Each lay naked in their trough, their skin lean, white, and sweating in the basement’s heat and incandescent glare. Healed-over stumped hips were visible at each trough-end. As the line of torsos progressed, Tipps couldn’t help but note an increasing state of pregnancy: the later torsos sported bellies so distended they seemed on the verge of rupture, white skin stretched pin-prick tight against the burgeoning inner human freight. Fleshy navelbuds turned inside-out. Breasts heavy with mother’s milk.
Immediately before him lay a wan torso with matted red hair. The slack face with sealed eyes twitched, the head lolled. “Gaaaa!” she said. “Gaaaaa!”
“This here’s my August gal,” Mr. Torso introduced. He stood at Tipps side. “Been spunkin’ her up daily since the first of month so’s ta git her good’n preggered.”

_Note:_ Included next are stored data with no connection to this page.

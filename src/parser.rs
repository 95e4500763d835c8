//! Surface-syntax parser for causal probability expressions.
//!
//! Grounded in `CausalProbability.parse` from the original Python
//! implementation (`examples/original_source/probability.py`): same surface
//! grammar (`P(Y)`, `P(Y=v)`, `P(Y | W, do(X))`, subscript notation
//! `P(Y_{X=1,Z=0})`, and `+`/`-`/`*` composition), reimplemented with the
//! `regex` crate instead of the original's placeholder-and-sympify trick.
//! This module is a collaborator of the core, not part of it: `search` and
//! `rules` never call it, and it never reaches into the d-separation oracle.

use std::sync::OnceLock;

use regex::Regex;

use crate::condition::{Condition, Value};
use crate::error::{DoverifyError, Result};
use crate::expression::Expression;
use crate::term::{Outcome, Term};

fn subscript_re() -> &'static Regex {
    static RE: OnceLock<Regex> = OnceLock::new();
    RE.get_or_init(|| Regex::new(r"^(\w+)_\{([^}]*)\}$").unwrap())
}

/// Parses a full expression: one or more `P(...)` terms combined with
/// `+`, `-`, and `*` at the top level (operators inside a `P(...)` or a
/// `{...}` subscript don't count as splits).
pub fn parse_expression(input: &str) -> Result<Expression> {
    let trimmed: String = input.chars().filter(|c| !c.is_whitespace()).collect();
    let sums = split_top_level(&trimmed, &['+', '-']);
    if sums.len() == 1 && sums[0].1 == '+' {
        return parse_product(&sums[0].0);
    }

    let mut terms = vec![];
    for (chunk, sign) in sums {
        let product = parse_product(&chunk)?;
        if sign == '-' {
            terms.push(Expression::Neg(Box::new(product)));
        } else {
            terms.push(product);
        }
    }
    if terms.len() == 1 {
        Ok(terms.into_iter().next().unwrap())
    } else {
        Ok(Expression::Add(terms))
    }
}

fn parse_product(input: &str) -> Result<Expression> {
    let factors = split_top_level_single_char(input, '*');
    if factors.len() == 1 {
        return Ok(Expression::Term(parse_term(&factors[0])?));
    }
    let mut out = vec![];
    for f in factors {
        out.push(Expression::Term(parse_term(&f)?));
    }
    Ok(Expression::Product(out))
}

/// Splits `input` on any of `ops` at paren/brace depth zero, keeping the
/// operator that precedes each chunk (`+` for the first chunk, or when the
/// chunk starts with neither).
fn split_top_level(input: &str, ops: &[char]) -> Vec<(String, char)> {
    let mut out = vec![];
    let mut depth = 0i32;
    let mut current = String::new();
    let mut sign = '+';
    for c in input.chars() {
        match c {
            '(' | '{' => {
                depth += 1;
                current.push(c);
            }
            ')' | '}' => {
                depth -= 1;
                current.push(c);
            }
            c if depth == 0 && ops.contains(&c) => {
                if !current.is_empty() {
                    out.push((std::mem::take(&mut current), sign));
                }
                sign = c;
            }
            c => current.push(c),
        }
    }
    if !current.is_empty() {
        out.push((current, sign));
    }
    out
}

fn split_top_level_single_char(input: &str, op: char) -> Vec<String> {
    split_top_level(input, &[op])
        .into_iter()
        .map(|(chunk, _)| chunk)
        .collect()
}

/// Parses one `P(...)` term.
pub fn parse_term(input: &str) -> Result<Term> {
    let input: String = input.chars().filter(|c| !c.is_whitespace()).collect();
    if !input.starts_with("P(") || !input.ends_with(')') {
        return Err(DoverifyError::Parse {
            detail: format!("expected P(...), got `{}`", input),
        });
    }
    let inner = &input[2..input.len() - 1];
    let mut parts = inner.splitn(2, '|');
    let outcome_part = parts.next().unwrap_or("");
    let condition_part = parts.next();

    let (outcome, subscript_conditions) = parse_outcome(outcome_part)?;
    let mut conditions = subscript_conditions;
    if let Some(cond_str) = condition_part {
        for piece in split_top_level_single_char(cond_str, ',') {
            if !piece.is_empty() {
                conditions.push(parse_condition(&piece)?);
            }
        }
    }
    Ok(Term::new(outcome, conditions))
}

fn parse_outcome(input: &str) -> Result<(Outcome, Vec<Condition>)> {
    if let Some(caps) = subscript_re().captures(input) {
        let var = caps[1].to_string();
        let mut conditions = vec![];
        for piece in caps[2].split(',') {
            let piece = piece.trim();
            if piece.is_empty() {
                continue;
            }
            conditions.push(Condition::intervention_eq(
                var_name(piece)?,
                parse_eq_value(piece)?,
            ));
        }
        return Ok((Outcome::Bare(var), conditions));
    }

    if let Some((var, val)) = input.split_once('=') {
        Ok((Outcome::Equality(var.to_string(), parse_value(val)?), vec![]))
    } else if input.is_empty() {
        Err(DoverifyError::Parse {
            detail: "empty outcome".to_string(),
        })
    } else {
        Ok((Outcome::Bare(input.to_string()), vec![]))
    }
}

fn var_name(assignment: &str) -> Result<String> {
    let (var, _) = assignment.split_once('=').ok_or_else(|| DoverifyError::Parse {
        detail: format!("expected VAR=value in subscript, got `{}`", assignment),
    })?;
    Ok(var.to_string())
}

fn parse_eq_value(assignment: &str) -> Result<Value> {
    let (_, val) = assignment.split_once('=').ok_or_else(|| DoverifyError::Parse {
        detail: format!("expected VAR=value in subscript, got `{}`", assignment),
    })?;
    parse_value(val)
}

fn parse_condition(input: &str) -> Result<Condition> {
    if let Some(inner) = input.strip_prefix("do(").and_then(|s| s.strip_suffix(')')) {
        return Ok(match inner.split_once('=') {
            Some((var, val)) => Condition::intervention_eq(var, parse_value(val)?),
            None => Condition::intervention(inner),
        });
    }
    Ok(match input.split_once('=') {
        Some((var, val)) => Condition::observation_eq(var, parse_value(val)?),
        None => Condition::observation(input),
    })
}

fn parse_value(input: &str) -> Result<Value> {
    let input = input.trim();
    if let Ok(i) = input.parse::<i64>() {
        return Ok(Value::Int(i));
    }
    if let Ok(f) = input.parse::<f64>() {
        return Ok(Value::Real(ordered_float::OrderedFloat(f)));
    }
    if input.is_empty() {
        return Err(DoverifyError::Parse {
            detail: "empty value".to_string(),
        });
    }
    Ok(Value::Symbol(input.to_string()))
}
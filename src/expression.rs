use std::fmt;

use crate::term::Term;

/// An arithmetic composition of causal probability terms.
///
/// The proof-search core (`search`) only interprets a bare `Term` and the
/// `Add(Term, Neg(Term))` shape (the "A - B" / ATE pattern). Everything
/// else -- general sums, products -- passes through unchanged, per
/// spec.md §3.5 and the `Term{..}`/`Add(terms…)`/`Product(terms…)`/`Neg(term)`
/// design note in §9.
#[derive(Debug, Clone)]
pub enum Expression {
    Term(Term),
    Add(Vec<Expression>),
    Neg(Box<Expression>),
    Product(Vec<Expression>),
}

impl Expression {
    pub fn term(t: Term) -> Expression {
        Expression::Term(t)
    }

    pub fn difference(a: Term, b: Term) -> Expression {
        Expression::Add(vec![
            Expression::Term(a),
            Expression::Neg(Box::new(Expression::Term(b))),
        ])
    }

    /// If this expression is exactly a single term, return it.
    pub fn as_term(&self) -> Option<&Term> {
        match self {
            Expression::Term(t) => Some(t),
            _ => None,
        }
    }

    /// Recognizes the `A - B` shape (`Add([a, Neg(b)])`) without requiring
    /// `a` and `b` to themselves be bare terms. Separated out from
    /// `as_ate_pair` so a caller can tell "not a difference at all" apart
    /// from "a difference, but one side isn't a term" -- the two situations
    /// are different error kinds in `search::find_proof`.
    fn as_difference_shape(&self) -> Option<(&Expression, &Expression)> {
        let Expression::Add(terms) = self else {
            return None;
        };
        let [a, b] = terms.as_slice() else {
            return None;
        };
        let Expression::Neg(boxed) = b else {
            return None;
        };
        Some((a, boxed))
    }

    /// Recognizes the `A - B` (ATE) shape: `Add([Term(a), Neg(Term(b))])`.
    /// Returns `None` for anything else, including a difference shape whose
    /// operands aren't bare terms -- see `is_malformed_difference` for that
    /// case.
    pub fn as_ate_pair(&self) -> Option<(&Term, &Term)> {
        let (a, b) = self.as_difference_shape()?;
        Some((a.as_term()?, b.as_term()?))
    }

    /// True for a difference shape (`A - B`) whose operands aren't both
    /// bare terms, e.g. `P(A|B)*P(C) - P(D|E)*P(F)`. Distinguishes a
    /// genuine ATE-shaped type error from an expression that doesn't
    /// resemble a difference at all.
    pub fn is_malformed_difference(&self) -> bool {
        self.as_difference_shape().is_some() && self.as_ate_pair().is_none()
    }
}

impl fmt::Display for Expression {
    fn fmt(&self, f: &mut fmt::Formatter) -> fmt::Result {
        match self {
            Expression::Term(t) => write!(f, "{}", t),
            Expression::Neg(inner) => write!(f, "-{}", inner),
            Expression::Add(terms) => {
                for (i, t) in terms.iter().enumerate() {
                    if i > 0 {
                        if let Expression::Neg(inner) = t {
                            write!(f, " - {}", inner)?;
                            continue;
                        }
                        write!(f, " + ")?;
                    }
                    write!(f, "{}", t)?;
                }
                Ok(())
            }
            Expression::Product(terms) => {
                for (i, t) in terms.iter().enumerate() {
                    if i > 0 {
                        write!(f, " * ")?;
                    }
                    write!(f, "{}", t)?;
                }
                Ok(())
            }
        }
    }
}
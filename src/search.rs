//! Breadth-first proof search over do-calculus rewrites (spec.md §4.4-§4.5).
//!
//! States are canonicalized `Term`s; BFS guarantees the shortest rewrite
//! chain is the one returned. An ATE query (`A - B`) is split into two
//! independent single-term searches rather than searched jointly, since
//! the two sides of the difference never interact through a rewrite rule.

use std::collections::VecDeque;

use fxhash::FxHashMap;

use crate::dag::Dag;
use crate::error::{DoverifyError, Result};
use crate::expression::Expression;
use crate::proof::{Proof, ProofStep, ATE_LEFT, ATE_RIGHT, INITIAL};
use crate::rules::{enumerate_rule_1, enumerate_rule_2, enumerate_rule_3};
use crate::term::Term;

/// A canonical string key for a term, used as the BFS visited-set key and
/// as the identifier printed by `explore`. Two terms have the same key iff
/// they are `==` (spec.md §4.4).
pub fn state_key(term: &Term) -> String {
    let mut key = format!("Y={}|DO=", term.outcome);
    let mut ivs: Vec<String> = term.interventions().map(|c| c.to_string()).collect();
    ivs.sort();
    key.push_str(&ivs.join(","));
    key.push_str("|OBS=");
    let mut obs: Vec<String> = term.observations().map(|c| c.to_string()).collect();
    obs.sort();
    key.push_str(&obs.join(","));
    key
}

fn successors(term: &Term, g: &Dag) -> Vec<(&'static str, Term)> {
    let mut out = vec![];
    out.extend(enumerate_rule_1(term, g).into_iter().map(|t| (crate::proof::RULE_1, t)));
    out.extend(enumerate_rule_2(term, g).into_iter().map(|t| (crate::proof::RULE_2, t)));
    out.extend(enumerate_rule_3(term, g).into_iter().map(|t| (crate::proof::RULE_3, t)));
    out
}

/// BFS from `start` to `target` in `g`, exploring at most `max_depth`
/// rewrite steps. Returns the shortest proof chain, or `None` if the
/// target is unreachable within the depth bound. `start` itself is never
/// part of the returned chain -- only the rule-labeled rewrites applied
/// after it -- so an already-equivalent pair yields `Some(vec![])`
/// (spec.md §4.4/§8 scenario 1).
pub fn find_proof_single(
    g: &Dag,
    start: &Term,
    target: &Term,
    max_depth: usize,
) -> Option<Vec<ProofStep>> {
    if start.structurally_equal(target) {
        return Some(vec![]);
    }

    let start_key = state_key(start);
    let mut visited: FxHashMap<String, (Option<String>, Term, &'static str)> = FxHashMap::default();
    let mut queue: VecDeque<(Term, usize)> = VecDeque::new();
    queue.push_back((start.clone(), 0));
    visited.insert(start_key.clone(), (None, start.clone(), INITIAL));

    while let Some((current, depth)) = queue.pop_front() {
        if depth >= max_depth {
            continue;
        }
        for (rule, next) in successors(&current, g) {
            let next_key = state_key(&next);
            if visited.contains_key(&next_key) {
                continue;
            }
            let current_key = state_key(&current);
            visited.insert(next_key.clone(), (Some(current_key), next.clone(), rule));
            if next.structurally_equal(target) {
                return Some(reconstruct(&visited, &next_key));
            }
            queue.push_back((next, depth + 1));
        }
    }
    None
}

/// Walks the parent chain from `goal_key` back to (but not including) the
/// start state, which is recorded with a `None` parent and never turned
/// into a `ProofStep` itself.
fn reconstruct(
    visited: &FxHashMap<String, (Option<String>, Term, &'static str)>,
    goal_key: &str,
) -> Vec<ProofStep> {
    let mut chain = vec![];
    let mut key = goal_key.to_string();
    loop {
        let (parent_key, term, rule) = visited.get(&key).expect("state_key reachable by construction");
        chain.push(ProofStep {
            term: term.clone(),
            rule,
        });
        match parent_key {
            Some(parent) => key = parent.clone(),
            None => unreachable!("the start state is never pushed onto the chain"),
        }
        if visited.get(&key).map(|(p, _, _)| p.is_none()).unwrap_or(false) {
            break;
        }
    }
    chain.reverse();
    chain
}

/// Dispatches a start/target pair of expressions to either a single-term
/// search or, when both sides are recognized as `A - B` differences, two
/// independent single-term searches (spec.md §4.5).
pub fn find_proof(
    g: &Dag,
    start: &Expression,
    target: &Expression,
    max_depth: usize,
) -> Result<Option<Proof>> {
    match (start.as_ate_pair(), target.as_ate_pair()) {
        (Some((sa, sb)), Some((ta, tb))) => {
            let left = find_proof_single(g, sa, ta, max_depth);
            let right = find_proof_single(g, sb, tb, max_depth);
            match (left, right) {
                (Some(mut left), Some(mut right)) => {
                    relabel_first(&mut left, ATE_LEFT);
                    relabel_first(&mut right, ATE_RIGHT);
                    Ok(Some(Proof::Ate { left, right }))
                }
                _ => Ok(None),
            }
        }
        (None, None) => match (start.as_term(), target.as_term()) {
            (Some(s), Some(t)) => Ok(find_proof_single(g, s, t, max_depth).map(Proof::Single)),
            _ if start.is_malformed_difference() && target.is_malformed_difference() => {
                Err(DoverifyError::TypeError {
                    detail: "both sides are A - B differences, but an operand isn't a bare term"
                        .to_string(),
                })
            }
            _ => Err(DoverifyError::UnsupportedExpression),
        },
        _ => Err(DoverifyError::TypeError {
            detail: "start and target must both be bare terms or both be A - B differences"
                .to_string(),
        }),
    }
}

fn relabel_first(chain: &mut [ProofStep], label: &'static str) {
    if let Some(first) = chain.first_mut() {
        first.rule = label;
    }
}

/// One entry of an exhaustive reachability enumeration: a reachable state,
/// the rule that produced it, and its BFS depth from `start`.
#[derive(Debug, Clone, PartialEq, Eq)]
pub struct ExploreEntry {
    pub term: Term,
    pub rule: &'static str,
    pub depth: usize,
}

/// Enumerates every state reachable from `start` within `max_depth` steps,
/// each exactly once, labeled with the rule that first reached it. Used by
/// the `doverify-explore` binary and by tests asserting reachability.
pub fn explore(g: &Dag, start: &Term, max_depth: usize) -> Vec<ExploreEntry> {
    let mut visited: FxHashMap<String, ExploreEntry> = FxHashMap::default();
    let start_key = state_key(start);
    visited.insert(
        start_key.clone(),
        ExploreEntry {
            term: start.clone(),
            rule: INITIAL,
            depth: 0,
        },
    );
    let mut queue: VecDeque<(Term, usize)> = VecDeque::new();
    queue.push_back((start.clone(), 0));

    while let Some((current, depth)) = queue.pop_front() {
        if depth >= max_depth {
            continue;
        }
        for (rule, next) in successors(&current, g) {
            let key = state_key(&next);
            if visited.contains_key(&key) {
                continue;
            }
            visited.insert(
                key,
                ExploreEntry {
                    term: next.clone(),
                    rule,
                    depth: depth + 1,
                },
            );
            queue.push_back((next, depth + 1));
        }
    }

    let mut out: Vec<ExploreEntry> = visited.into_values().collect();
    out.sort_by(|a, b| {
        a.depth
            .cmp(&b.depth)
            .then_with(|| a.term.to_string().cmp(&b.term.to_string()))
    });
    out
}

#[cfg(test)]
mod tests {
    use super::*;
    use crate::condition::Condition;
    use crate::term::Outcome;
    use std::collections::HashMap;

    fn dag_of(edges: &[(&str, &[&str])]) -> Dag {
        let map: HashMap<String, Vec<String>> = edges
            .iter()
            .map(|(p, cs)| (p.to_string(), cs.iter().map(|c| c.to_string()).collect()))
            .collect();
        Dag::build(&map).0
    }

    fn y() -> Outcome {
        Outcome::Bare("Y".to_string())
    }

    #[test]
    fn test_trivial_proof_when_start_equals_target() {
        let g = dag_of(&[("X", &["Y"])]);
        let t = Term::new(y(), vec![Condition::intervention("X")]);
        let proof = find_proof_single(&g, &t, &t, 5).unwrap();
        assert!(proof.is_empty());
    }

    #[test]
    fn test_do_becomes_observation_for_isolated_cause() {
        let g = dag_of(&[("X", &["Y"])]);
        let start = Term::new(y(), vec![Condition::intervention("X")]);
        let target = Term::new(y(), vec![Condition::observation("X")]);
        let proof = find_proof_single(&g, &start, &target, 5).expect("proof should exist");
        assert_eq!(proof.last().unwrap().term, target);
        assert!(proof.iter().any(|s| s.rule == crate::proof::RULE_2));
    }

    #[test]
    fn test_no_proof_when_confounded() {
        let g = dag_of(&[("U", &["X", "Y"])]);
        let start = Term::new(y(), vec![Condition::intervention("X")]);
        let target = Term::new(y(), vec![Condition::observation("X")]);
        assert!(find_proof_single(&g, &start, &target, 10).is_none());
    }

    #[test]
    fn test_ate_pair_splits_into_two_searches() {
        let g = dag_of(&[("X", &["Y"])]);
        let start_a = Term::new(
            y(),
            vec![Condition::intervention_eq("X", crate::condition::Value::Int(1))],
        );
        let start_b = Term::new(
            y(),
            vec![Condition::intervention_eq("X", crate::condition::Value::Int(0))],
        );
        let target_a = Term::new(
            y(),
            vec![Condition::observation_eq("X", crate::condition::Value::Int(1))],
        );
        let target_b = Term::new(
            y(),
            vec![Condition::observation_eq("X", crate::condition::Value::Int(0))],
        );
        let start = Expression::difference(start_a, start_b);
        let target = Expression::difference(target_a, target_b);
        let proof = find_proof(&g, &start, &target, 5).unwrap().unwrap();
        match proof {
            Proof::Ate { left, right } => {
                assert_eq!(left[0].rule, ATE_LEFT);
                assert_eq!(right[0].rule, ATE_RIGHT);
            }
            _ => panic!("expected an ATE proof"),
        }
    }

    #[test]
    fn test_mismatched_shapes_is_an_error() {
        let g = dag_of(&[("X", &["Y"])]);
        let bare = Expression::term(Term::new(y(), vec![Condition::intervention("X")]));
        let ate = Expression::difference(
            Term::new(y(), vec![Condition::intervention("X")]),
            Term::new(y(), vec![Condition::observation("X")]),
        );
        assert!(find_proof(&g, &bare, &ate, 5).is_err());
    }

    #[test]
    fn test_product_ate_operands_are_a_type_error_not_unsupported() {
        let g = dag_of(&[("X", &["Y"])]);
        let a = Term::new(y(), vec![Condition::intervention("X")]);
        let b = Term::new(y(), vec![Condition::observation("X")]);
        let product = Expression::Product(vec![Expression::term(a), Expression::term(b)]);
        let start = Expression::Add(vec![
            product.clone(),
            Expression::Neg(Box::new(product.clone())),
        ]);
        let target = Expression::Add(vec![product.clone(), Expression::Neg(Box::new(product))]);
        match find_proof(&g, &start, &target, 5) {
            Err(DoverifyError::TypeError { .. }) => {}
            other => panic!("expected a TypeError, got {:?}", other),
        }
    }

    #[test]
    fn test_explore_includes_start_at_depth_zero() {
        let g = dag_of(&[("X", &["Y"])]);
        let start = Term::new(y(), vec![Condition::intervention("X")]);
        let entries = explore(&g, &start, 3);
        let start_entry = entries
            .iter()
            .find(|e| e.term.structurally_equal(&start))
            .unwrap();
        assert_eq!(start_entry.depth, 0);
        assert_eq!(start_entry.rule, INITIAL);
    }
}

“Gaaa! Gaaaaa!” she repeated.
“A regler chatterbox, ain’t she? Blabbers like that on account I’se ’botermized her, ya know, jigged up her brain a tad so’s she won’t worry an’ be confused an’ such. Don’t seem fair fer the gals ta keep their senses, bein’ in such a state. S’why I glued up their eyes too, an’ poked their ears. But don’tcha worry none, ’cos all their baby-makin’ parts works just fine.”
Now Tipps deciphered the drifting sensation. His vision cleared further, and four shuddering glances showed him that he’d been divorced of all four limbs. His torso was suspended in a harness that hung from a hook over the trough. Eleven more such hooks were sunk into the ceiling rafter before each torso.
“Oh, I’se ain’t gonna fiddle with yer eyes an’ ears,” Mr. Torso promised. “Nor’s I gonna ’botermize ya either. See, a fella’s sexshool responses are all up in his noggin, so’s I can’t be jiggin’ yer brain like I’se done ta the gals. Can’t very well git yerself a stiffer with yer brain all jigged up, now can ya?”
Tipps groaned from deep in his chest. He swayed ever-so-slightly.
“It’s proverdence, son. Okay, shore, ya shot me right smack in the balls, but see, old as I am I was havin’ a rough time keepin’ the crane up anyways, and sometimes I’se just couldn’t get a nut outa me ta save my life.”
“What,” came Tipps’ desolate, parched whisper, “did you say about providence?”
“This, son. Me, you, the gals here—everthing. This is God’s work, ya know, an’ I figure that’s why He sent ya to me, so’s you can continue with His work. Keep up the human telerlogic cycle that proverdence ordained fer us. Ya know?”
Tipps’ brain reeled. The hanging harness which satcheled him continued to sway ever-so-slightly. He saw that his butchered hips were exactly aligned with the redhead’s stump-flanked vagina.
“Ain’t much point at all ta life if we don’t never comes ta realizin’ our unerversal purpose…”
Tipps groaned again, swaying. The word, once ever-important to him, was now his haunting, his curse. And somehow, in spite of what had been done to him, and equally in spite of how he would spend the rest of his life, he managed to think: You asked for it, Tipps, and now you got it. Purpose.
“An’ don’t’cha worry none. That’s why I’se here, son, ta help ya,” said Mr. Torso as he opened the brand-new centerfold and carefully lay it on the redhead’s belly.